Yes, I had a little grocery store, complete with veggie bins where you could stack the tiny produce, one by one into neat little stacks and shelves where you could stack the tiny cans of Campbells soup and I don't recall what else. A couple of years later I got my first Easy Bake oven complete with pans and mixes that you used to bake with light bulb. In between the two I got my first cook book... Huh, and I wonder why I like to cook? Brainwashed at an early age!! I'm not even starting with the Barbie doll thing. Hard to believe no one here has mentioned it, except for the replies are mostly from men. What does that tell you?

-- Aunt Bee (Aunt__Bee@hotmail.com), December 11, 2000.

Now I recall those bendable toys, Gumby and Pokey.

I believe that Gumby was my first gay toy.

I always thought there was something wrong with that green thing.

-- dinosaur (dinosaur@williams-net.com), December 11, 2000.


capn,

You looking for something like this?

-- Peg (pegmcleod@mediaone.net), December 11, 2000.


I had a Chatty Cathy doll (which everyone said was exactly like *me* -- grumble). I lost interest (quickly) and went to the Tinker Toys....like Peg, for hours on end.

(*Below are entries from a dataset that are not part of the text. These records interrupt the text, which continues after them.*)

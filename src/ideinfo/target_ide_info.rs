//! [`TargetIdeInfo`] is the frozen description of one build target; [`TargetIdeInfoBuilder`]
//! accumulates it while a target is being imported.

use std::fmt;

use itertools::Itertools;
use log::warn;
use rustc_hash::FxHashSet;
use serde::{Deserialize, Deserializer, Serialize};

use crate::dependencies::TargetInfo;
use crate::error::{IdeInfoError, Result};
use crate::ideinfo::*;
use crate::model::{ArtifactLocation, Kind, Label, TargetKey};

/// Toolchain-specific metadata of a target. Every slot is independent, a target may carry
/// several of them (e.g. Java and Android).
#[derive(Clone, Debug, Default, Eq, PartialEq, Serialize, Deserialize)]
#[serde(rename_all = "camelCase", default)]
pub struct TargetFacets {
    #[serde(skip_serializing_if = "Option::is_none")]
    pub c_ide_info: Option<CIdeInfo>,
    #[serde(skip_serializing_if = "Option::is_none")]
    pub c_toolchain_ide_info: Option<CToolchainIdeInfo>,
    #[serde(skip_serializing_if = "Option::is_none")]
    pub java_ide_info: Option<JavaIdeInfo>,
    #[serde(skip_serializing_if = "Option::is_none")]
    pub android_ide_info: Option<AndroidIdeInfo>,
    #[serde(skip_serializing_if = "Option::is_none")]
    pub android_sdk_ide_info: Option<AndroidSdkIdeInfo>,
    #[serde(skip_serializing_if = "Option::is_none")]
    pub android_aar_ide_info: Option<AndroidAarIdeInfo>,
    #[serde(skip_serializing_if = "Option::is_none")]
    pub py_ide_info: Option<PyIdeInfo>,
    #[serde(skip_serializing_if = "Option::is_none")]
    pub go_ide_info: Option<GoIdeInfo>,
    #[serde(skip_serializing_if = "Option::is_none")]
    pub js_ide_info: Option<JsIdeInfo>,
    #[serde(skip_serializing_if = "Option::is_none")]
    pub ts_ide_info: Option<TsIdeInfo>,
    #[serde(skip_serializing_if = "Option::is_none")]
    pub dart_ide_info: Option<DartIdeInfo>,
    #[serde(skip_serializing_if = "Option::is_none")]
    pub test_ide_info: Option<TestIdeInfo>,
    #[serde(skip_serializing_if = "Option::is_none")]
    pub java_toolchain_ide_info: Option<JavaToolchainIdeInfo>,
    #[serde(skip_serializing_if = "Option::is_none")]
    pub kotlin_toolchain_ide_info: Option<KotlinToolchainIdeInfo>,
}

/// Immutable metadata of a single build target.
///
/// Besides the key, every field is optional or may be empty so that snapshots written
/// before a field existed still load.
#[derive(Clone, Debug, Eq, PartialEq, Serialize, Deserialize)]
#[serde(rename_all = "camelCase")]
pub struct TargetIdeInfo {
    key: TargetKey,
    /// Rule names that are no longer registered read back as `None`.
    #[serde(
        default,
        skip_serializing_if = "Option::is_none",
        deserialize_with = "deserialize_known_kind"
    )]
    kind: Option<Kind>,
    #[serde(default, skip_serializing_if = "Option::is_none")]
    build_file: Option<ArtifactLocation>,
    #[serde(default)]
    dependencies: Vec<Dependency>,
    #[serde(default)]
    tags: Vec<String>,
    /// Never contains two equal locations.
    #[serde(default, deserialize_with = "deserialize_unique_sources")]
    sources: Vec<ArtifactLocation>,
    #[serde(flatten)]
    facets: TargetFacets,
}

impl TargetIdeInfo {
    /// Duplicate sources are dropped, keeping the first occurrence.
    pub fn new(
        key: TargetKey,
        kind: Option<Kind>,
        build_file: Option<ArtifactLocation>,
        dependencies: Vec<Dependency>,
        tags: Vec<String>,
        sources: impl IntoIterator<Item = ArtifactLocation>,
        facets: TargetFacets,
    ) -> Self {
        Self {
            key,
            kind,
            build_file,
            dependencies,
            tags,
            sources: sources.into_iter().unique().collect(),
            facets,
        }
    }

    pub fn builder() -> TargetIdeInfoBuilder {
        TargetIdeInfoBuilder::default()
    }

    pub fn key(&self) -> &TargetKey {
        &self.key
    }

    pub fn kind(&self) -> Option<Kind> {
        self.kind
    }

    pub fn build_file(&self) -> Option<&ArtifactLocation> {
        self.build_file.as_ref()
    }

    pub fn dependencies(&self) -> &[Dependency] {
        &self.dependencies
    }

    pub fn tags(&self) -> &[String] {
        &self.tags
    }

    pub fn sources(&self) -> &[ArtifactLocation] {
        &self.sources
    }

    pub fn facets(&self) -> &TargetFacets {
        &self.facets
    }

    pub fn c_ide_info(&self) -> Option<&CIdeInfo> {
        self.facets.c_ide_info.as_ref()
    }

    pub fn c_toolchain_ide_info(&self) -> Option<&CToolchainIdeInfo> {
        self.facets.c_toolchain_ide_info.as_ref()
    }

    pub fn java_ide_info(&self) -> Option<&JavaIdeInfo> {
        self.facets.java_ide_info.as_ref()
    }

    pub fn android_ide_info(&self) -> Option<&AndroidIdeInfo> {
        self.facets.android_ide_info.as_ref()
    }

    pub fn android_sdk_ide_info(&self) -> Option<&AndroidSdkIdeInfo> {
        self.facets.android_sdk_ide_info.as_ref()
    }

    pub fn android_aar_ide_info(&self) -> Option<&AndroidAarIdeInfo> {
        self.facets.android_aar_ide_info.as_ref()
    }

    pub fn py_ide_info(&self) -> Option<&PyIdeInfo> {
        self.facets.py_ide_info.as_ref()
    }

    pub fn go_ide_info(&self) -> Option<&GoIdeInfo> {
        self.facets.go_ide_info.as_ref()
    }

    pub fn js_ide_info(&self) -> Option<&JsIdeInfo> {
        self.facets.js_ide_info.as_ref()
    }

    pub fn ts_ide_info(&self) -> Option<&TsIdeInfo> {
        self.facets.ts_ide_info.as_ref()
    }

    pub fn dart_ide_info(&self) -> Option<&DartIdeInfo> {
        self.facets.dart_ide_info.as_ref()
    }

    pub fn test_ide_info(&self) -> Option<&TestIdeInfo> {
        self.facets.test_ide_info.as_ref()
    }

    pub fn java_toolchain_ide_info(&self) -> Option<&JavaToolchainIdeInfo> {
        self.facets.java_toolchain_ide_info.as_ref()
    }

    pub fn kotlin_toolchain_ide_info(&self) -> Option<&KotlinToolchainIdeInfo> {
        self.facets.kotlin_toolchain_ide_info.as_ref()
    }

    /// Returns whether this target is one of the kinds. Always false when the kind is unknown.
    pub fn kind_is_one_of<'a>(&self, kinds: impl IntoIterator<Item = &'a Kind>) -> bool {
        match self.kind {
            Some(kind) => kind.is_one_of(kinds),
            None => false,
        }
    }

    pub fn is_plain_target(&self) -> bool {
        self.key.is_plain_target()
    }

    pub fn to_target_info(&self) -> TargetInfo {
        TargetInfo::builder(
            self.key.label().clone(),
            self.kind.map(|kind| kind.to_string()).unwrap_or_default(),
        )
        .set_test_size(self.test_ide_info().map(|info| info.test_size))
        .set_sources(self.sources.clone())
        .build()
    }
}

impl fmt::Display for TargetIdeInfo {
    fn fmt(&self, f: &mut fmt::Formatter<'_>) -> fmt::Result {
        write!(f, "{}", self.key)
    }
}

fn deserialize_known_kind<'de, D>(deserializer: D) -> Result<Option<Kind>, D::Error>
where
    D: Deserializer<'de>,
{
    let rule_name = Option::<String>::deserialize(deserializer)?;
    Ok(rule_name.and_then(|rule_name| {
        let kind = Kind::from_string(&rule_name);
        if kind.is_none() {
            warn!("Dropping unknown rule kind '{}'", rule_name);
        }
        kind
    }))
}

fn deserialize_unique_sources<'de, D>(deserializer: D) -> Result<Vec<ArtifactLocation>, D::Error>
where
    D: Deserializer<'de>,
{
    let sources = Vec::<ArtifactLocation>::deserialize(deserializer)?;
    Ok(sources.into_iter().unique().collect())
}

/// Accumulates one target's metadata. Not meant to be shared between threads; freeze it
/// with [`TargetIdeInfoBuilder::build`] once every facet of the target has been parsed.
#[derive(Clone, Debug, Default)]
pub struct TargetIdeInfoBuilder {
    key: Option<TargetKey>,
    kind: Option<Kind>,
    build_file: Option<ArtifactLocation>,
    dependencies: Vec<Dependency>,
    tags: Vec<String>,
    sources: Vec<ArtifactLocation>,
    seen_sources: FxHashSet<ArtifactLocation>,
    facets: TargetFacets,
}

impl TargetIdeInfoBuilder {
    fn push_source(&mut self, source: ArtifactLocation) {
        if self.seen_sources.insert(source.clone()) {
            self.sources.push(source);
        }
    }

    pub fn set_label(mut self, label: Label) -> Self {
        self.key = Some(TargetKey::for_plain_target(label));
        self
    }

    pub fn set_label_str(self, label: &str) -> Result<Self> {
        Ok(self.set_label(Label::parse(label)?))
    }

    pub fn set_kind(mut self, kind: Kind) -> Self {
        self.kind = Some(kind);
        self
    }

    pub fn set_kind_str(self, kind: &str) -> Result<Self> {
        Ok(self.set_kind(Kind::parse(kind)?))
    }

    pub fn set_build_file(mut self, build_file: ArtifactLocation) -> Self {
        self.build_file = Some(build_file);
        self
    }

    /// Adding a location that is already a source of the target is a no-op.
    pub fn add_source(mut self, source: impl Into<ArtifactLocation>) -> Self {
        self.push_source(source.into());
        self
    }

    pub fn add_sources(mut self, sources: impl IntoIterator<Item = ArtifactLocation>) -> Self {
        for source in sources {
            self.push_source(source);
        }
        self
    }

    /// Also adds the facet's sources, headers and textual headers to the target's sources.
    pub fn set_c_info(mut self, c_info: CIdeInfoBuilder) -> Self {
        let c_info = c_info.build();
        c_info
            .sources
            .iter()
            .chain(&c_info.headers)
            .chain(&c_info.textual_headers)
            .for_each(|source| self.push_source(source.clone()));
        self.facets.c_ide_info = Some(c_info);
        self
    }

    pub fn set_c_toolchain_info(mut self, info: CToolchainIdeInfoBuilder) -> Self {
        self.facets.c_toolchain_ide_info = Some(info.build());
        self
    }

    pub fn set_java_info(mut self, java_info: JavaIdeInfoBuilder) -> Self {
        self.facets.java_ide_info = Some(java_info.build());
        self
    }

    pub fn set_android_info(mut self, android_info: AndroidIdeInfoBuilder) -> Self {
        self.facets.android_ide_info = Some(android_info.build());
        self
    }

    pub fn set_android_aar_info(mut self, aar_info: AndroidAarIdeInfo) -> Self {
        self.facets.android_aar_ide_info = Some(aar_info);
        self
    }

    pub fn set_py_info(mut self, py_info: PyIdeInfoBuilder) -> Self {
        self.facets.py_ide_info = Some(py_info.build());
        self
    }

    pub fn set_go_info(mut self, go_info: GoIdeInfoBuilder) -> Self {
        self.facets.go_ide_info = Some(go_info.build());
        self
    }

    pub fn set_js_info(mut self, js_info: JsIdeInfoBuilder) -> Self {
        self.facets.js_ide_info = Some(js_info.build());
        self
    }

    pub fn set_ts_info(mut self, ts_info: TsIdeInfoBuilder) -> Self {
        self.facets.ts_ide_info = Some(ts_info.build());
        self
    }

    pub fn set_dart_info(mut self, dart_info: DartIdeInfoBuilder) -> Self {
        self.facets.dart_ide_info = Some(dart_info.build());
        self
    }

    pub fn set_test_info(mut self, test_info: TestIdeInfoBuilder) -> Self {
        self.facets.test_ide_info = Some(test_info.build());
        self
    }

    pub fn set_java_toolchain_info(mut self, toolchain: JavaToolchainIdeInfoBuilder) -> Self {
        self.facets.java_toolchain_ide_info = Some(toolchain.build());
        self
    }

    pub fn set_kotlin_toolchain_info(mut self, toolchain: KotlinToolchainIdeInfoBuilder) -> Self {
        self.facets.kotlin_toolchain_ide_info = Some(toolchain.build());
        self
    }

    pub fn add_tag(mut self, tag: impl Into<String>) -> Self {
        self.tags.push(tag.into());
        self
    }

    pub fn add_dependency(mut self, label: Label) -> Self {
        self.dependencies.push(Dependency::new(
            TargetKey::for_plain_target(label),
            DependencyType::CompileTime,
        ));
        self
    }

    pub fn add_dependency_str(self, label: &str) -> Result<Self> {
        Ok(self.add_dependency(Label::parse(label)?))
    }

    pub fn add_runtime_dep(mut self, label: Label) -> Self {
        self.dependencies.push(Dependency::new(
            TargetKey::for_plain_target(label),
            DependencyType::Runtime,
        ));
        self
    }

    pub fn add_runtime_dep_str(self, label: &str) -> Result<Self> {
        Ok(self.add_runtime_dep(Label::parse(label)?))
    }

    /// Freezes the target. Sources keep the order in which they were first added.
    pub fn build(self) -> Result<TargetIdeInfo> {
        let key = self.key.ok_or(IdeInfoError::MissingLabel)?;
        let mut facets = self.facets;
        // Populated outside of this builder.
        facets.android_sdk_ide_info = None;

        Ok(TargetIdeInfo::new(
            key,
            self.kind,
            self.build_file,
            self.dependencies,
            self.tags,
            self.sources,
            facets,
        ))
    }
}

kritter, I used to do the same thing with my brother's GI Joe (and the Barbie doll)...then I'd catch hell for "ruining" his GI Joe. (It was payback for him sitting on my Puff the Magic Dragon record ;-).)

I remember Stretch Armstrong, but I was older by that time and didn't play with toys then (what was I thinking ?!?!).

I think one of my favorites was the Footsie. Hours of uninterrupted pleasure (except by passing "adults").

The most devastating loss of my childhood (by far) was my baseball card collection. It would make a grown man cry.

The best "toy" any kid could have growing up in Brooklyn was the empty cardboard major appliance box. It became whatever you wanted it to be.

-- Patricia (PatriciaS@lasvegas.com), December 11, 2000.


I forgot the Easy Bake oven!! How did we ever manage to bake anything under a light bulb? But we did.

Great thread, dino. Excellent timing.

-- (PatriciaS@lasvegas.com), December 11, 2000.


Patricia...aka Chatty Kathy ;)

At least your Barbie got to play with GI Joe...all mine had was Ken...sigh!

And the easy bake oven still uses a 100 watt clear light bulb, I...err..my girls have one :)

-- Peg (pegmcleod@mediaone.net), December 11, 2000.


My favorite toy was a Viewfinder. I could sit and look at "animated" stories through that thing for hours. I was always bugging my parents to buy me more of those films but now I get to make the animation. Life is good.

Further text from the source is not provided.